» **Supplied records**
━━━━━━━━━━━━━━━━━━━━

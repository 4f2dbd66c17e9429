use encoding_rs::Encoding;
use tracing::trace;

use crate::core::error::{DwgError, ErrorKind};
use crate::core::result::Result;
use crate::io::{ByteReader, ByteWriter};
use crate::xdata::token::{XdataToken, XdataValue, CODE_APP_NAME};

pub const DEFAULT_CODE_PAGE: u16 = 30;

const ITEM_STRING: u8 = 0;
const ITEM_CONTROL: u8 = 2;
const ITEM_LAYER: u8 = 3;
const ITEM_BINARY: u8 = 4;
const ITEM_HANDLE: u8 = 5;
const ITEM_INT16: u8 = 70;
const ITEM_INT32: u8 = 71;

pub fn decode_eed_items(data: &[u8], app_name: &str) -> Result<Vec<XdataToken>> {
    let mut reader = ByteReader::new(data);
    let mut tokens = vec![XdataToken::app_name(app_name)];
    while !reader.is_empty() {
        let item_start = reader.tell();
        let item = reader.read_rc()?;
        let code = 1000 + item as u16;
        let value = match item {
            ITEM_STRING => {
                let len = reader.read_rc()? as usize;
                let code_page = reader.read_rs()?;
                let bytes = reader.read_rcs(len)?;
                XdataValue::Text(decode_text(bytes, code_page))
            }
            ITEM_CONTROL => match reader.read_rc()? {
                0 => XdataValue::Text("{".to_string()),
                1 => XdataValue::Text("}".to_string()),
                other => {
                    return Err(DwgError::new(
                        ErrorKind::Format,
                        format!("invalid control string flag: {other}"),
                    )
                    .with_offset(item_start)
                    .with_group_code(code))
                }
            },
            ITEM_LAYER | ITEM_HANDLE => XdataValue::Handle(read_raw_handle(&mut reader)?),
            ITEM_BINARY => {
                let len = reader.read_rc()? as usize;
                XdataValue::Binary(reader.read_rcs(len)?.to_vec())
            }
            10..=13 | 20..=23 | 30..=33 => XdataValue::Point(reader.read_3rd()?),
            40..=42 => XdataValue::Real(reader.read_rd()?),
            ITEM_INT16 => XdataValue::Int16(reader.read_rs()? as i16),
            ITEM_INT32 => XdataValue::Int32(reader.read_rl()? as i32),
            other => {
                return Err(DwgError::new(
                    ErrorKind::Format,
                    format!("unknown EED item code: {other}"),
                )
                .with_offset(item_start))
            }
        };
        tokens.push(XdataToken { code, value });
    }
    trace!(app = app_name, tokens = tokens.len(), "decoded EED items");
    Ok(tokens)
}

// A leading 1001 token is skipped; the application is stored as a handle.
pub fn encode_eed_items(tokens: &[XdataToken], code_page: u16) -> Result<Vec<u8>> {
    let body = match tokens.first() {
        Some(first) if first.code == CODE_APP_NAME => &tokens[1..],
        _ => tokens,
    };
    let mut writer = ByteWriter::new();
    for (index, token) in body.iter().enumerate() {
        let item = token_item_code(token)?;
        writer.write_rc(item);
        match (&token.value, item) {
            (XdataValue::Text(text), ITEM_STRING) => {
                let bytes = encode_text(text, code_page, token.code)?;
                if bytes.len() > u8::MAX as usize {
                    return Err(DwgError::new(
                        ErrorKind::Format,
                        format!("EED string too long: {} bytes", bytes.len()),
                    )
                    .with_offset(index as u64)
                    .with_group_code(token.code));
                }
                writer.write_rc(bytes.len() as u8);
                writer.write_rs(code_page);
                writer.write_rcs(&bytes);
            }
            (XdataValue::Text(marker), ITEM_CONTROL) => match marker.as_str() {
                "{" => writer.write_rc(0),
                "}" => writer.write_rc(1),
                other => {
                    return Err(DwgError::new(
                        ErrorKind::Format,
                        format!("invalid control string: {other:?}"),
                    )
                    .with_offset(index as u64)
                    .with_group_code(token.code))
                }
            },
            (XdataValue::Handle(handle), _) => writer.write_rcs(&handle.to_be_bytes()),
            (XdataValue::Binary(bytes), _) => {
                if bytes.len() > u8::MAX as usize {
                    return Err(DwgError::new(
                        ErrorKind::Format,
                        format!("EED binary chunk too long: {} bytes", bytes.len()),
                    )
                    .with_offset(index as u64)
                    .with_group_code(token.code));
                }
                writer.write_rc(bytes.len() as u8);
                writer.write_rcs(bytes);
            }
            (XdataValue::Point(point), _) => writer.write_3rd(*point),
            (XdataValue::Real(value), _) => writer.write_rd(*value),
            (XdataValue::Int16(value), _) => writer.write_rs(*value as u16),
            (XdataValue::Int32(value), _) => writer.write_rl(*value as u32),
            (value, _) => {
                return Err(DwgError::new(
                    ErrorKind::Unsupported,
                    format!("{} payload cannot be stored as EED item", value.kind_name()),
                )
                .with_offset(index as u64)
                .with_group_code(token.code))
            }
        }
    }
    Ok(writer.into_bytes())
}

fn token_item_code(token: &XdataToken) -> Result<u8> {
    match token.code {
        CODE_APP_NAME => Err(DwgError::new(
            ErrorKind::Format,
            "application name may only lead the token stream",
        )
        .with_group_code(token.code)),
        1003 if !matches!(token.value, XdataValue::Handle(_)) => Err(DwgError::new(
            ErrorKind::Unsupported,
            "EED layer references must be handles",
        )
        .with_group_code(token.code)),
        1000 | 1002..=1005 | 1010..=1013 | 1020..=1023 | 1030..=1033 | 1040..=1042 | 1070
        | 1071 => Ok((token.code - 1000) as u8),
        code => Err(DwgError::new(
            ErrorKind::Unsupported,
            format!("group code {code} is not an xdata group code"),
        )
        .with_group_code(code)),
    }
}

fn read_raw_handle(reader: &mut ByteReader<'_>) -> Result<u64> {
    let bytes = reader.read_rcs(8)?;
    let mut raw = [0u8; 8];
    raw.copy_from_slice(bytes);
    Ok(u64::from_be_bytes(raw))
}

fn code_page_encoding(code_page: u16) -> &'static Encoding {
    match code_page {
        28 => encoding_rs::WINDOWS_1250,
        29 => encoding_rs::WINDOWS_1251,
        31 => encoding_rs::WINDOWS_1253,
        32 => encoding_rs::WINDOWS_1254,
        33 => encoding_rs::WINDOWS_1255,
        34 => encoding_rs::WINDOWS_1256,
        35 => encoding_rs::WINDOWS_1257,
        36 => encoding_rs::WINDOWS_874,
        37 => encoding_rs::SHIFT_JIS,
        38 => encoding_rs::GBK,
        39 => encoding_rs::EUC_KR,
        40 => encoding_rs::BIG5,
        _ => encoding_rs::WINDOWS_1252,
    }
}

fn decode_text(bytes: &[u8], code_page: u16) -> String {
    let (text, _, _) = code_page_encoding(code_page).decode(bytes);
    text.into_owned()
}

fn encode_text(text: &str, code_page: u16, code: u16) -> Result<Vec<u8>> {
    let encoding = code_page_encoding(code_page);
    let (bytes, _, had_errors) = encoding.encode(text);
    if had_errors {
        return Err(DwgError::new(
            ErrorKind::Unsupported,
            format!("text {text:?} is not representable in {}", encoding.name()),
        )
        .with_group_code(code));
    }
    Ok(bytes.into_owned())
}

#[cfg(test)]
mod tests {
    use super::{decode_eed_items, encode_eed_items, DEFAULT_CODE_PAGE};
    use crate::core::error::ErrorKind;
    use crate::xdata::token::{XdataToken, XdataValue};

    #[test]
    fn decodes_dstyle_item_bytes() {
        let mut data = vec![0x00, 0x06, 0x1E, 0x00];
        data.extend_from_slice(b"DSTYLE");
        data.extend_from_slice(&[0x02, 0x00]);
        data.extend_from_slice(&[70, 147, 0]);
        data.push(40);
        data.extend_from_slice(&0.09375f64.to_le_bytes());
        data.extend_from_slice(&[0x02, 0x01]);

        let tokens = decode_eed_items(&data, "ACAD").unwrap();
        assert_eq!(
            tokens,
            vec![
                XdataToken::app_name("ACAD"),
                XdataToken::string("DSTYLE"),
                XdataToken::control("{"),
                XdataToken::int16(147),
                XdataToken::real(0.09375),
                XdataToken::control("}"),
            ]
        );
    }

    #[test]
    fn decodes_code_page_text() {
        // "Ж" in windows-1251
        let data = [0x00, 0x01, 29, 0x00, 0xC6];
        let tokens = decode_eed_items(&data, "APP").unwrap();
        assert_eq!(tokens[1].as_text(), Some("Ж"));
    }

    #[test]
    fn encodes_back_to_identical_bytes() {
        let tokens = vec![
            XdataToken::app_name("ACAD"),
            XdataToken::string("DSTYLE"),
            XdataToken::control("{"),
            XdataToken::int16(77),
            XdataToken::int16(-2),
            XdataToken::new(1005, XdataValue::Handle(0x1F)).unwrap(),
            XdataToken::new(1010, XdataValue::Point((1.0, 2.0, 0.0))).unwrap(),
            XdataToken::new(1071, XdataValue::Int32(-70000)).unwrap(),
            XdataToken::new(1004, XdataValue::Binary(vec![0xDE, 0xAD])).unwrap(),
            XdataToken::control("}"),
        ];
        let bytes = encode_eed_items(&tokens, DEFAULT_CODE_PAGE).unwrap();
        assert_eq!(&bytes[..4], &[0x00, 0x06, 0x1E, 0x00]);
        let decoded = decode_eed_items(&bytes, "ACAD").unwrap();
        assert_eq!(decoded, tokens);
    }

    #[test]
    fn truncated_item_is_decode_error() {
        let data = [40, 0x00, 0x00];
        let err = decode_eed_items(&data, "ACAD").unwrap_err();
        assert_eq!(err.kind, ErrorKind::Decode);
        assert_eq!(err.offset, Some(1));
    }

    #[test]
    fn unknown_item_code_is_format_error() {
        let err = decode_eed_items(&[99], "ACAD").unwrap_err();
        assert_eq!(err.kind, ErrorKind::Format);
        assert_eq!(err.offset, Some(0));
    }

    #[test]
    fn rejects_app_name_inside_items() {
        let tokens = vec![XdataToken::string("X"), XdataToken::app_name("OTHER")];
        let err = encode_eed_items(&tokens, DEFAULT_CODE_PAGE).unwrap_err();
        assert_eq!(err.kind, ErrorKind::Format);
    }

    #[test]
    fn rejects_unrepresentable_text() {
        let tokens = vec![XdataToken::string("Ж")];
        let err = encode_eed_items(&tokens, DEFAULT_CODE_PAGE).unwrap_err();
        assert_eq!(err.kind, ErrorKind::Unsupported);
    }
}
use crate::core::error::DwgError;

pub type Result<T> = std::result::Result<T, DwgError>;
//! Registration, login sessions and user profiles

use std::sync::Arc;

use argon2::{
    password_hash::{rand_core::OsRng, PasswordHash, PasswordHasher, PasswordVerifier, SaltString},
    Argon2,
};
use chrono::{Duration, Utc};
use uuid::Uuid;

use crate::{
    auth::Session,
    config::AuthConfig,
    error::{AppError, AppResult},
    models::{
        user::{RegisterUser, Role, UpdateUser, User, UserChanges, UserClaims},
        SessionToken,
    },
    repository::Repository,
    services::redis::SessionStore,
};

#[derive(Clone)]
pub struct UsersService {
    repository: Repository,
    config: AuthConfig,
    sessions: Arc<dyn SessionStore>,
}

impl UsersService {
    pub fn new(repository: Repository, config: AuthConfig, sessions: Arc<dyn SessionStore>) -> Self {
        Self {
            repository,
            config,
            sessions,
        }
    }

    /// Create an account. Nothing is written when the username or the
    /// email is taken.
    pub async fn register(&self, user: RegisterUser) -> AppResult<Uuid> {
        if self.repository.users.username_exists(&user.username).await? {
            return Err(AppError::Conflict("username already in use".to_string()));
        }
        if self.repository.users.email_exists(&user.email, None).await? {
            return Err(AppError::Conflict("email already in use".to_string()));
        }

        let hash = hash_password(&user.password)?;
        let id = self.repository.users.create(&user, &hash).await?;

        tracing::info!(user_id = %id, username = %user.username, "user registered");
        Ok(id)
    }

    /// Check credentials, open a session and return its bearer token
    pub async fn login(&self, username: &str, password: &str) -> AppResult<String> {
        let user = self
            .repository
            .users
            .get_by_username(username)
            .await?
            .ok_or_else(|| AppError::NotFound("user does not exist".to_string()))?;

        if !verify_password(&user.password, password)? {
            return Err(AppError::Authentication("incorrect password".to_string()));
        }

        let role = Role::resolve(&user, &self.config.admin_email);
        let ttl = Duration::minutes(self.config.token_ttl_minutes as i64);
        let now = Utc::now();
        let expires_at = now + ttl;

        let claims = UserClaims {
            sub: user.username.clone(),
            user_id: user.id,
            role,
            jti: Uuid::new_v4(),
            exp: expires_at.timestamp(),
            iat: now.timestamp(),
        };

        let token = claims
            .create_token(&self.config.jwt_secret)
            .map_err(|e| AppError::Internal(format!("Failed to create token: {}", e)))?;

        let session = SessionToken {
            id: claims.jti,
            user_id: user.id,
            token: token.clone(),
            created_at: now,
            expires_at,
        };
        self.sessions
            .save(&session, self.config.token_ttl_minutes * 60)
            .await?;

        tracing::info!(user_id = %user.id, role = %role, "user logged in");
        Ok(token)
    }

    /// Close the caller's session
    pub async fn logout(&self, session: &Session) -> AppResult<()> {
        self.sessions.remove(session.session_id).await?;
        tracing::info!(user_id = %session.user_id, "user logged out");
        Ok(())
    }

    pub async fn list(&self) -> AppResult<Vec<User>> {
        self.repository.users.list().await
    }

    pub async fn get_by_id(&self, id: Uuid) -> AppResult<User> {
        self.repository.users.get_by_id(id).await
    }

    /// Apply a profile update on behalf of `caller`
    pub async fn update(&self, caller: &Session, id: Uuid, update: UpdateUser) -> AppResult<Uuid> {
        caller.require_owner_or_moderator(id)?;

        if update.is_moderator.is_some() && !caller.is_admin() {
            return Err(AppError::Authorization(
                "only the administrator can change moderator status".to_string(),
            ));
        }

        let current = self.repository.users.get_by_id(id).await?;

        if let Some(ref email) = update.email {
            if self.repository.users.email_exists(email, Some(id)).await? {
                return Err(AppError::Conflict("email already in use".to_string()));
            }
        }

        let hash = update.password.as_deref().map(hash_password).transpose()?;
        let changes = UserChanges::merge(&current, &update, hash);

        self.repository.users.update(id, &changes).await
    }
}

/// Hash a password using Argon2
pub fn hash_password(password: &str) -> AppResult<String> {
    let salt = SaltString::generate(&mut OsRng);
    let hash = Argon2::default()
        .hash_password(password.as_bytes(), &salt)
        .map_err(|e| AppError::Internal(format!("Failed to hash password: {}", e)))?;
    Ok(hash.to_string())
}

/// Check a password against a stored Argon2 hash
pub fn verify_password(hash: &str, password: &str) -> AppResult<bool> {
    let parsed = PasswordHash::new(hash)
        .map_err(|_| AppError::Internal("Invalid password hash".to_string()))?;
    Ok(Argon2::default()
        .verify_password(password.as_bytes(), &parsed)
        .is_ok())
}
//! API handlers for the Bookshelf REST endpoints

pub mod auth;
pub mod bookings;
pub mod books;
pub mod categories;
pub mod health;
pub mod openapi;
pub mod ratings;
pub mod users;

use axum::{
    async_trait,
    extract::{FromRequest, FromRequestParts, Request},
    http::request::Parts,
    Json,
};
use axum_extra::{
    headers::{authorization::Bearer, Authorization},
    TypedHeader,
};
use serde::Serialize;
use serde_json::Value;
use utoipa::ToSchema;

use crate::{
    auth::{resolve_identity, Identity, Session},
    error::{AppError, AppResult},
    AppState,
};

/// Identity of the caller, anonymous or not
pub struct CurrentIdentity(pub Identity);

#[async_trait]
impl FromRequestParts<AppState> for CurrentIdentity {
    type Rejection = AppError;

    async fn from_request_parts(parts: &mut Parts, state: &AppState) -> Result<Self, Self::Rejection> {
        let bearer = TypedHeader::<Authorization<Bearer>>::from_request_parts(parts, state)
            .await
            .ok();
        let token = bearer.as_ref().map(|TypedHeader(auth)| auth.token());

        let identity = resolve_identity(
            token,
            state.services.sessions.as_ref(),
            &state.config.auth,
        )
        .await?;

        Ok(CurrentIdentity(identity))
    }
}

/// Session of a logged-in caller; rejects anonymous requests with 401
pub struct Authenticated(pub Session);

#[async_trait]
impl FromRequestParts<AppState> for Authenticated {
    type Rejection = AppError;

    async fn from_request_parts(parts: &mut Parts, state: &AppState) -> Result<Self, Self::Rejection> {
        let CurrentIdentity(identity) = CurrentIdentity::from_request_parts(parts, state).await?;
        identity.require_authenticated().map(Authenticated)
    }
}

/// Rejects logged-in callers with 403
pub struct Anonymous;

#[async_trait]
impl FromRequestParts<AppState> for Anonymous {
    type Rejection = AppError;

    async fn from_request_parts(parts: &mut Parts, state: &AppState) -> Result<Self, Self::Rejection> {
        let CurrentIdentity(identity) = CurrentIdentity::from_request_parts(parts, state).await?;
        identity.require_anonymous().map(|_| Anonymous)
    }
}

/// Raw JSON request body, validated later by the handler's rule table.
/// Unreadable bodies are rejected with a `{ message }` 400.
pub struct JsonBody(pub Value);

#[async_trait]
impl<S> FromRequest<S> for JsonBody
where
    S: Send + Sync,
{
    type Rejection = AppError;

    async fn from_request(req: Request, state: &S) -> Result<Self, Self::Rejection> {
        let Json(value) = Json::<Value>::from_request(req, state)
            .await
            .map_err(|rejection| AppError::BadRequest(rejection.body_text()))?;
        Ok(JsonBody(value))
    }
}

/// Body of responses that carry nothing but a message
#[derive(Serialize, ToSchema)]
pub struct MessageResponse {
    pub message: String,
}

impl MessageResponse {
    pub fn new(message: &str) -> Json<Self> {
        Json(Self {
            message: message.to_string(),
        })
    }
}

/// Fallback for unmatched routes
pub async fn route_not_found() -> AppResult<()> {
    Err(AppError::NotFound("route not found".to_string()))
}
//! Redis-backed store for login sessions

use async_trait::async_trait;
use redis::{aio::ConnectionManager, AsyncCommands, Client};
use uuid::Uuid;

use crate::{
    error::{AppError, AppResult},
    models::SessionToken,
};

/// Storage for active login sessions, keyed by session id
#[cfg_attr(test, mockall::automock)]
#[async_trait]
pub trait SessionStore: Send + Sync {
    /// Store a session that expires after `ttl_seconds`
    async fn save(&self, session: &SessionToken, ttl_seconds: u64) -> AppResult<()>;

    /// Fetch a session, `None` once deleted or expired
    async fn load(&self, id: Uuid) -> AppResult<Option<SessionToken>>;

    /// Delete a session
    async fn remove(&self, id: Uuid) -> AppResult<()>;

    /// Round-trip to the backing store
    async fn ping(&self) -> AppResult<()>;
}

#[derive(Clone)]
pub struct RedisService {
    conn: ConnectionManager,
}

fn session_key(id: Uuid) -> String {
    format!("session:{}", id)
}

fn redis_error(action: &str, e: redis::RedisError) -> AppError {
    AppError::Internal(format!("Failed to {} in Redis: {}", action, e))
}

impl RedisService {
    /// Connect to Redis and check the connection
    pub async fn new(url: &str) -> AppResult<Self> {
        let client = Client::open(url)
            .map_err(|e| AppError::Internal(format!("Failed to create Redis client: {}", e)))?;

        let conn = ConnectionManager::new(client)
            .await
            .map_err(|e| AppError::Internal(format!("Failed to connect to Redis: {}", e)))?;

        let service = Self { conn };
        service.ping().await?;
        Ok(service)
    }
}

#[async_trait]
impl SessionStore for RedisService {
    async fn save(&self, session: &SessionToken, ttl_seconds: u64) -> AppResult<()> {
        let payload = serde_json::to_string(session)
            .map_err(|e| AppError::Internal(format!("Failed to serialize session: {}", e)))?;

        let mut conn = self.conn.clone();
        conn.set_ex::<_, _, ()>(session_key(session.id), payload, ttl_seconds)
            .await
            .map_err(|e| redis_error("store session", e))
    }

    async fn load(&self, id: Uuid) -> AppResult<Option<SessionToken>> {
        let mut conn = self.conn.clone();
        let payload: Option<String> = conn
            .get(session_key(id))
            .await
            .map_err(|e| redis_error("read session", e))?;

        match payload {
            Some(raw) => serde_json::from_str(&raw)
                .map(Some)
                .map_err(|e| AppError::Internal(format!("Corrupted session {}: {}", id, e))),
            None => Ok(None),
        }
    }

    async fn remove(&self, id: Uuid) -> AppResult<()> {
        let mut conn = self.conn.clone();
        conn.del::<_, ()>(session_key(id))
            .await
            .map_err(|e| redis_error("delete session", e))
    }

    async fn ping(&self) -> AppResult<()> {
        let mut conn = self.conn.clone();
        redis::cmd("PING")
            .query_async::<_, String>(&mut conn)
            .await
            .map_err(|e| AppError::Internal(format!("Redis connection test failed: {}", e)))?;
        Ok(())
    }
}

━━━━━━━━━━━━━━━━━━━━

» **Instructions for the task**
List each line of the entries that holds the string "save".

» **Answer to this problem**
            .save(&session, self.config.token_ttl_minutes * 60)
    async fn save(&self, session: &SessionToken, ttl_seconds: u64) -> AppResult<()>;
    async fn save(&self, session: &SessionToken, ttl_seconds: u64) -> AppResult<()> {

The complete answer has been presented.